Sunday, March 21, 2010

MPP's Road to Life Yard and Moringa Project

Alexander Placide (center) is a welcome new addition to the Road to Life
Yard crew. Alexander is a recently graduated agromist who spent three month with
the crew last year as an intern. One of Alexander's main responsibilities is helping
provide follow up and monitoring for farmers who are trying out new techniques. A generous
donation from a PC(USA) church in Oregon made it possible for us to hire Alexander this year.
Fedlin Joseph (far left), one of the crew members, is providing technical assistance to
Solone Jn Etienne (far right), helping him with new ideas for producing vegetables and fruits.

Hey Friend,

I hope you don't mind if I take a break from the earthquake and focus on some of the details of the work of MPP's Road to Life Yard and Moringa project. Since Jenny, Keila and I returned to our work and lives here this past November, I have been trying to find ways that our work in the Road to Life Yard crew could become even more effective and more far-reaching. Some of the ideas I'm trying out are inspired by a book I found at a bookstore in Managua while Jenny and I were there waiting for the birth of our daughter, Keila. I'll share the exact title and the author in a future post, but the approximate title is "Flight of the Buffalo--Learning to let employees lead."

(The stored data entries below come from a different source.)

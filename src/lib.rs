//! resio - handle-based OS resources for a single-threaded runtime
//!
//! Every OS object a program touches (files, sockets, TLS streams, listeners,
//! filesystem watches, signal bindings, child processes) lives in a
//! [`ResourceTable`](table::ResourceTable) and is reached only through an
//! integer [`Handle`]. Work on those objects is expressed as named operations
//! that are dispatched either synchronously or as futures driven by the
//! [`Runtime`].
//!
//! # Layers
//!
//! - **Errors**: every OS failure is classified into one of a fixed set of
//!   [`ErrorKind`]s
//! - **Resource table**: monotonic, never-reused handles; close is immediate
//!   and interrupts every pending op that references the handle
//! - **Dispatcher**: [`Op`] values run through [`Runtime::dispatch_sync`] or
//!   [`Runtime::dispatch_async`], with optional cancel handles
//! - **Poll loops**: [`SignalListeners`] and [`FsWatcher`] keep one poll in
//!   flight per handle and end cleanly on close
//! - **Streams**: TCP listeners and sockets, optionally upgraded to TLS with an
//!   explicit handshake
//!
//! # Example
//!
//! ```no_run
//! use resio::{Op, OpValue, Runtime};
//! use resio::ops::fs::OpenOptions;
//!
//! let rt = Runtime::new().unwrap();
//! let rid = rt
//!     .dispatch_sync(Op::OpenSync {
//!         path: "/etc/hostname".into(),
//!         options: OpenOptions::new().read(true),
//!     })
//!     .and_then(OpValue::into_handle)
//!     .unwrap();
//!
//! let contents = rt.block_on(resio::io::read_to_end(&rt, rid)).unwrap();
//! println!("{}", String::from_utf8_lossy(&contents));
//! rt.dispatch_sync(Op::Close { rid }).unwrap();
//! ```

pub mod config;
pub mod dispatch;
pub mod error;
pub mod io;
pub mod ops;
pub mod poll_loop;
pub mod runtime;
pub mod table;

pub use config::{ConfigError, RuntimeConfig};
pub use dispatch::{Op, OpDecl, OpFuture, OpMode, OpValue};
pub use error::{ErrorKind, OpError, OpResult};
pub use poll_loop::{FsWatcher, ListenerId, SignalListeners};
pub use runtime::{JoinHandle, Runtime, RuntimeStats};
pub use table::{Handle, ResourceKind, ResourceState};
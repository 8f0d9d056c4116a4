//! # Validation Module
//!
//! Input validation for till and treasury operations.
//!
//! ## Validation Strategy
//! ```text
//! ┌─────────────────────────────────────────────────────────────────────────┐
//! │                      Validation Layers                                  │
//! │                                                                         │
//! │  Layer 1: Collaborator contracts (serde)                               │
//! │  ├── Tagged messages, unknown fields rejected                          │
//! │           │                                                             │
//! │           ▼                                                             │
//! │  Layer 2: THIS MODULE: field rules                                     │
//! │  ├── concept present, amounts signed per movement kind                 │
//! │  └── denomination counts non-negative                                  │
//! │           │                                                             │
//! │           ▼                                                             │
//! │  Layer 3: Database (SQLite)                                            │
//! │  ├── CHECK (amount <> 0), NOT NULL                                     │
//! │  └── one active session per operator (partial unique index)            │
//! └─────────────────────────────────────────────────────────────────────────┘
//! ```

use crate::error::ValidationError;
use crate::money::Money;
use crate::types::{AmountSign, MovementKind};

/// Result type for validation operations.
pub type ValidationResult<T> = Result<T, ValidationError>;

/// Maximum length of free-text concepts and notes.
pub const MAX_TEXT_LEN: usize = 500;

/// Minimum concept length for treasury movements.
pub const MIN_TREASURY_CONCEPT_LEN: usize = 5;

/// Upper bound for history queries.
pub const MAX_HISTORY_LIMIT: i64 = 200;

/// Largest magnitude any single amount may carry: one trillion pesos.
///
/// Keeps every ledger sum, difference and projection well inside `i64`.
pub const MAX_AMOUNT: Money = Money::from_units(1_000_000_000_000);

// =============================================================================
// String Validators
// =============================================================================

fn required_text(value: &str, field: &str, min: usize, max: usize) -> ValidationResult<()> {
    let value = value.trim();

    if value.is_empty() {
        return Err(ValidationError::Required {
            field: field.to_string(),
        });
    }

    let len = value.chars().count();
    if len < min {
        return Err(ValidationError::TooShort {
            field: field.to_string(),
            min,
        });
    }

    if len > max {
        return Err(ValidationError::TooLong {
            field: field.to_string(),
            max,
        });
    }

    Ok(())
}

/// Validates the identity of the acting operator.
pub fn validate_operator_id(operator_id: &str) -> ValidationResult<()> {
    required_text(operator_id, "operator_id", 1, 64)
}

/// Validates a cash-session movement concept.
///
/// ## Example
/// ```rust
/// use inspecta_core::validation::validate_concept;
///
/// assert!(validate_concept("Revisión técnico-mecánica ABC123").is_ok());
/// assert!(validate_concept("   ").is_err());
/// ```
pub fn validate_concept(concept: &str) -> ValidationResult<()> {
    required_text(concept, "concept", 1, MAX_TEXT_LEN)
}

/// Validates a treasury movement concept (at least 5 characters).
pub fn validate_treasury_concept(concept: &str) -> ValidationResult<()> {
    required_text(concept, "concept", MIN_TREASURY_CONCEPT_LEN, MAX_TEXT_LEN)
}

/// Validates an optional voucher, invoice or check number.
pub fn validate_voucher_number(voucher: Option<&str>) -> ValidationResult<()> {
    match voucher {
        Some(v) if v.trim().chars().count() > 50 => Err(ValidationError::TooLong {
            field: "voucher_number".to_string(),
            max: 50,
        }),
        _ => Ok(()),
    }
}

/// Validates optional closing notes (length only; the justification rule
/// lives in the reconciliation engine).
pub fn validate_notes(notes: Option<&str>) -> ValidationResult<()> {
    match notes {
        Some(n) if n.trim().chars().count() > MAX_TEXT_LEN => Err(ValidationError::TooLong {
            field: "notes".to_string(),
            max: MAX_TEXT_LEN,
        }),
        _ => Ok(()),
    }
}

/// Validates a notification e-mail address (shape only).
pub fn validate_email(email: &str) -> ValidationResult<()> {
    let email = email.trim();
    required_text(email, "notification_email", 3, 200)?;

    match email.split_once('@') {
        Some((local, domain)) if !local.is_empty() && domain.contains('.') => Ok(()),
        _ => Err(ValidationError::InvalidFormat {
            field: "notification_email".to_string(),
            reason: "must look like name@domain.tld".to_string(),
        }),
    }
}

// =============================================================================
// Numeric Validators
// =============================================================================

fn exceeds_max(amount: Money) -> bool {
    amount.units().unsigned_abs() > MAX_AMOUNT.units().unsigned_abs()
}

fn out_of_range(field: &str, min: i64) -> ValidationError {
    ValidationError::OutOfRange {
        field: field.to_string(),
        min,
        max: MAX_AMOUNT.units(),
    }
}

/// Validates an amount that may be zero but not negative (opening float,
/// alert thresholds), capped at [`MAX_AMOUNT`].
pub fn validate_non_negative(amount: Money, field: &str) -> ValidationResult<()> {
    if amount.is_negative() {
        return Err(ValidationError::Negative {
            field: field.to_string(),
        });
    }
    if exceeds_max(amount) {
        return Err(out_of_range(field, 0));
    }
    Ok(())
}

/// Validates the float a till opens with.
///
/// ## Rules
/// - Zero is allowed (a till can open empty)
/// - Negative is not
/// - At most [`MAX_AMOUNT`]
pub fn validate_initial_amount(amount: Money) -> ValidationResult<()> {
    validate_non_negative(amount, "initial_amount")
}

/// Validates a movement amount against its kind.
///
/// ## Rules
/// ```text
/// amount == 0                              → MustBeNonZero
/// VehicleCharge, SoatSaleCommission  < 0   → MustBePositive
/// ManualExpense, Refund              > 0   → MustBeNegative
/// Adjustment                               → either sign
/// |amount| > MAX_AMOUNT                    → OutOfRange
/// ```
pub fn validate_movement_amount(kind: MovementKind, amount: Money) -> ValidationResult<()> {
    if amount.is_zero() {
        return Err(ValidationError::MustBeNonZero {
            field: "amount".to_string(),
        });
    }
    if exceeds_max(amount) {
        return Err(out_of_range("amount", -MAX_AMOUNT.units()));
    }

    match kind.required_sign() {
        AmountSign::Inflow if amount.is_negative() => Err(ValidationError::MustBePositive {
            field: "amount".to_string(),
        }),
        AmountSign::Outflow if amount.is_positive() => Err(ValidationError::MustBeNegative {
            field: "amount".to_string(),
        }),
        _ => Ok(()),
    }
}

/// Validates a positive magnitude (treasury amounts), capped at
/// [`MAX_AMOUNT`].
pub fn validate_positive(amount: Money, field: &str) -> ValidationResult<()> {
    if !amount.is_positive() {
        return Err(ValidationError::MustBePositive {
            field: field.to_string(),
        });
    }
    if exceeds_max(amount) {
        return Err(out_of_range(field, 1));
    }
    Ok(())
}

/// Validates a history page size.
pub fn validate_history_limit(limit: i64) -> ValidationResult<()> {
    if !(1..=MAX_HISTORY_LIMIT).contains(&limit) {
        return Err(ValidationError::OutOfRange {
            field: "limit".to_string(),
            min: 1,
            max: MAX_HISTORY_LIMIT,
        });
    }
    Ok(())
}

// =============================================================================
// UUID Validators
// =============================================================================

/// Validates a UUID string format.
///
/// ## Example
/// ```rust
/// use inspecta_core::validation::validate_uuid;
///
/// assert!(validate_uuid("550e8400-e29b-41d4-a716-446655440000", "session_id").is_ok());
/// assert!(validate_uuid("not-a-uuid", "session_id").is_err());
/// ```
pub fn validate_uuid(id: &str, field: &str) -> ValidationResult<()> {
    if id.trim().is_empty() {
        return Err(ValidationError::Required {
            field: field.to_string(),
        });
    }

    uuid::Uuid::parse_str(id).map_err(|_| ValidationError::InvalidFormat {
        field: field.to_string(),
        reason: "must be a valid UUID".to_string(),
    })?;

    Ok(())
}

// =============================================================================
// Unit Tests
// =============================================================================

One of the things we've done as a crew is define what our big objective is. We may change it or adjust it based on our ongoing experiences, but as of now, we have defined our crew's job as finding ways so that every single family, in the respective communities where the crew members live, is producing food in their yard all year round. Our methodology is to learn new technics and technology. We learn (and help create) new technics and technology and then we share them with the families in our communities. This information that we share has three important aspects. 1) The technology can help rural families produce more food with less work, 2) The technology respects God's creation and helps recuperate its natural abundance and 3) The techniques, as much as possible, can be learned and applies by rural farmers using their own resources, without being dependent on outside funding.

This third aspect is essential if we are truly serious about our big objective. Ultimately there is no way that we can reach every single member of all of the communities represented if we are dependent on funding to help people acquire particular technology. Our goal has to be to find ways that people can do things themselves, with what they have available. Does this mean that all of the support so many of you are so generously providing is ultimately unnecessary? Not at all. What it means is that MPP and the Road to Life Yard crew is dedicated to using the funds you all provide in the most effective ways possible, particularly by providing training and follow up (monitoring). Training and monitoring are two aspects of our work which allow farmers to apply and adapt the ideas we help provide effectively and with significant results in their own, individual contexts.

In a nutshell, that's what we are about in the Road to Life Yard and Moringa project. It is what we have been doing for the last six years. The only change now is that we are defining what we want to happen more clearly and looking for the most effective ways to make it all happen. I hope to provide more details and examples in future postings.